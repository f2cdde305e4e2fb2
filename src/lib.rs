//! ShardSync - Write Replication for Shard-Partitioned Storage
//!
//! The write-replication core of a shard-partitioned storage engine: a write
//! accepted by a shard's primary copy is propagated to every replica copy
//! in the replication group, with per-copy retries, stale-copy marking and
//! checkpoint bookkeeping, and a single outcome reported to the caller.
//!
//! # Architecture
//!
//! The primary copy and the replica transport are supplied by the
//! surrounding system through the `Primary` and `Replicas` traits.
//! `ReplicationOperation` drives one write through them. The `memory`
//! module provides an in-process shard group used by the simulator.
//!
//! # Features
//!
//! - Fan-out to every tracked copy, or mode-aware replication per copy
//! - Randomized exponential backoff for transient replica failures
//! - Cancellation of in-flight replica calls when a copy leaves the group
//! - Stale marking of in-sync copies that are no longer assigned
//! - Global and local checkpoint propagation

pub mod config;
pub mod error;
pub mod shard;
pub mod replication;
pub mod memory;

pub use config::ShardSyncConfig;
pub use error::{Error, Result};

/// Re-export commonly used types
pub mod prelude {
    pub use crate::config::ShardSyncConfig;
    pub use crate::error::{Error, Result};
    pub use crate::shard::{ActiveShardCount, AllocationId, ShardId, ShardRouting};
    pub use crate::replication::{
        Primary, PrimaryResult, Replicas, ReplicationOperation, ReplicationProxy, ShardInfo,
    };
}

● ● ● ● ● ● ●

EXERCISE INSTRUCTIONS: Top to bottom, the records above must be output exactly.

SOLUTION:
repository f2cdde305e4e2fb2
filename src/lib.rs
//! ShardSync - Write Replication for Shard-Partitioned Storage
//!
//! The write-replication core of a shard-partitioned storage engine: a write
//! accepted by a shard's primary copy is propagated to every replica copy
//! in the replication group, with per-copy retries, stale-copy marking and
//! checkpoint bookkeeping, and a single outcome reported to the caller.
//!
//! # Architecture
//!
//! The primary copy and the replica transport are supplied by the
//! surrounding system through the `Primary` and `Replicas` traits.
//! `ReplicationOperation` drives one write through them. The `memory`
//! module provides an in-process shard group used by the simulator.
//!
//! # Features
//!
//! - Fan-out to every tracked copy, or mode-aware replication per copy
//! - Randomized exponential backoff for transient replica failures
//! - Cancellation of in-flight replica calls when a copy leaves the group
//! - Stale marking of in-sync copies that are no longer assigned
//! - Global and local checkpoint propagation

pub mod config;
pub mod error;
pub mod shard;
pub mod replication;
pub mod memory;

pub use config::ShardSyncConfig;
pub use error::{Error, Result};

/// Re-export commonly used types
pub mod prelude {
    pub use crate::config::ShardSyncConfig;
    pub use crate::error::{Error, Result};
    pub use crate::shard::{ActiveShardCount, AllocationId, ShardId, ShardRouting};
    pub use crate::replication::{
        Primary, PrimaryResult, Replicas, ReplicationOperation, ReplicationProxy, ShardInfo,
    };
}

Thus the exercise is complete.